1.   The courts are reluctant to allow claims for pure economic loss. Critically discuss.

2.    Eliza owns a shop and lives in the flat above her shop. Advise her in the following scenarios:

a. Hamilton enters Eliza’s shop and notices that Eliza has a ceramic ornament for sale. Hamilton has several from the same collection, but one has a cracked handle which has been glued back on. The next day, Hamilton returns to the store and swaps his ceramic ornament for the one in the shop.

b. Burr, Eliza’s neighbour, parks his car on Eliza’s driveway every day, as he does not have a driveway. In retaliation, Eliza has encouraged her dog to chase Burr’s cat, including into Burr’s garden.
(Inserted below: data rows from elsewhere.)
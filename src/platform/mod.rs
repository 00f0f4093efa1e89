// Copyright 2026, Jeroen van Erp <jeroen@geeko.me>
// SPDX-License-Identifier: Apache-2.0

//! Kubernetes platform flavors and how to recognise them.
//!
//! Each flavor is a [`PlatformStrategy`]: a probe that inspects live node
//! state and a loader that reads the platform specific details (the
//! externally reachable addresses) once the flavor has been selected.

mod detector;

pub use detector::detect_platform;

use crate::constants::platform as markers;
use crate::error::{Error, Result};
use crate::kubernetes::accessor;
use async_trait::async_trait;
use k8s_openapi::api::core::v1::Node;
use kube::{Api, Client};
use serde::Serialize;
use std::fmt;
use tracing::debug;

/// The cluster distributions the platform knows about
#[derive(Debug, Clone, Copy, PartialEq, Eq, Serialize)]
#[serde(rename_all = "lowercase")]
pub enum PlatformKind {
    Kind,
    K3s,
    Ibm,
    Minikube,
    Generic,
}

impl PlatformKind {
    /// Detection order; `Generic` is the fallback and is never probed
    pub const SUPPORTED: [PlatformKind; 4] = [
        PlatformKind::Kind,
        PlatformKind::K3s,
        PlatformKind::Ibm,
        PlatformKind::Minikube,
    ];

    pub fn name(&self) -> &'static str {
        match self {
            PlatformKind::Kind => "kind",
            PlatformKind::K3s => "k3s",
            PlatformKind::Ibm => "ibm",
            PlatformKind::Minikube => "minikube",
            PlatformKind::Generic => "generic",
        }
    }

    /// Whether a single node carries this flavor's marker
    pub fn matches_node(&self, node: &Node) -> bool {
        let provider_id = node
            .spec
            .as_ref()
            .and_then(|s| s.provider_id.as_deref())
            .unwrap_or_default();
        let has_label = |key: &str| {
            node.metadata
                .labels
                .as_ref()
                .is_some_and(|l| l.contains_key(key))
        };

        match self {
            PlatformKind::Kind => provider_id.starts_with(markers::KIND_PROVIDER_PREFIX),
            PlatformKind::K3s => {
                provider_id.starts_with(markers::K3S_PROVIDER_PREFIX)
                    || node
                        .status
                        .as_ref()
                        .and_then(|s| s.node_info.as_ref())
                        .is_some_and(|info| info.kubelet_version.contains(markers::K3S_KUBELET_MARKER))
            }
            PlatformKind::Ibm => has_label(markers::IBM_WORKER_LABEL),
            PlatformKind::Minikube => has_label(markers::MINIKUBE_NAME_LABEL),
            PlatformKind::Generic => false,
        }
    }

    /// Node address type that is reachable from outside the cluster
    fn external_address_type(&self) -> Option<&'static str> {
        match self {
            PlatformKind::Kind | PlatformKind::K3s | PlatformKind::Minikube => Some("InternalIP"),
            PlatformKind::Ibm => Some("ExternalIP"),
            PlatformKind::Generic => None,
        }
    }
}

impl fmt::Display for PlatformKind {
    fn fmt(&self, f: &mut fmt::Formatter<'_>) -> fmt::Result {
        f.write_str(self.name())
    }
}

/// Resolved platform of the connected cluster
#[derive(Debug, Clone, PartialEq, Eq, Serialize)]
#[serde(rename_all = "camelCase")]
pub struct Platform {
    kind: PlatformKind,
    external_ips: Vec<String>,
}

impl Platform {
    pub fn new(kind: PlatformKind, external_ips: Vec<String>) -> Self {
        Self { kind, external_ips }
    }

    pub fn generic() -> Self {
        Self::new(PlatformKind::Generic, Vec::new())
    }

    pub fn kind(&self) -> PlatformKind {
        self.kind
    }

    pub fn external_ips(&self) -> &[String] {
        &self.external_ips
    }

    /// Human readable summary
    pub fn describe(&self) -> String {
        if self.external_ips.is_empty() {
            format!("Detected kubernetes platform: {}", self.kind)
        } else {
            format!(
                "Detected kubernetes platform: {}, external IPs: {}",
                self.kind,
                self.external_ips.join(", ")
            )
        }
    }
}

impl fmt::Display for Platform {
    fn fmt(&self, f: &mut fmt::Formatter<'_>) -> fmt::Result {
        write!(f, "{}", self.kind)
    }
}

/// A way of recognising a platform flavor and loading its details
#[async_trait]
pub trait PlatformStrategy: Send + Sync {
    fn name(&self) -> &str;

    /// Inspect the cluster; API failures count as "no match"
    async fn detect(&self, client: &Client) -> bool;

    /// Read the platform details, called once after selection
    async fn load(&self, client: &Client) -> Result<Platform>;
}

#[async_trait]
impl PlatformStrategy for PlatformKind {
    fn name(&self) -> &str {
        PlatformKind::name(self)
    }

    async fn detect(&self, client: &Client) -> bool {
        if *self == PlatformKind::Generic {
            return false;
        }

        let nodes: Api<Node> = Api::all(client.clone());
        match accessor::list(&nodes, None).await {
            Ok(nodes) => nodes.iter().any(|node| self.matches_node(node)),
            Err(e) => {
                debug!(platform = %self, error = %e, "Platform probe could not list nodes");
                false
            }
        }
    }

    async fn load(&self, client: &Client) -> Result<Platform> {
        let Some(address_type) = self.external_address_type() else {
            return Ok(Platform::new(*self, Vec::new()));
        };

        let nodes: Api<Node> = Api::all(client.clone());
        let nodes = accessor::list(&nodes, None)
            .await
            .map_err(|e| Error::PlatformLoad {
                platform: self.name().to_string(),
                message: e.to_string(),
            })?;

        Ok(Platform::new(*self, node_addresses(&nodes, address_type)))
    }
}

/// Addresses of the given type across all nodes, in node order without duplicates
fn node_addresses(nodes: &[Node], address_type: &str) -> Vec<String> {
    let mut ips: Vec<String> = Vec::new();
    let addresses = nodes
        .iter()
        .filter_map(|n| n.status.as_ref())
        .filter_map(|s| s.addresses.as_ref())
        .flatten()
        .filter(|a| a.type_ == address_type);

    for address in addresses {
        if !ips.contains(&address.address) {
            ips.push(address.address.clone());
        }
    }
    ips
}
c.  Lafayette, Eliza’s other neighbour, is a proud Frenchman and plays the national anthem at top volume every night before he goes to sleep. The music is so loud Eliza cannot sleep until after Lafayette has gone

to bed. This problem also affects her sisters, Peggy and Angelica, who are staying with Eliza for three months while their house is renovated. Advise the parties as to any claims or liabilities they may have.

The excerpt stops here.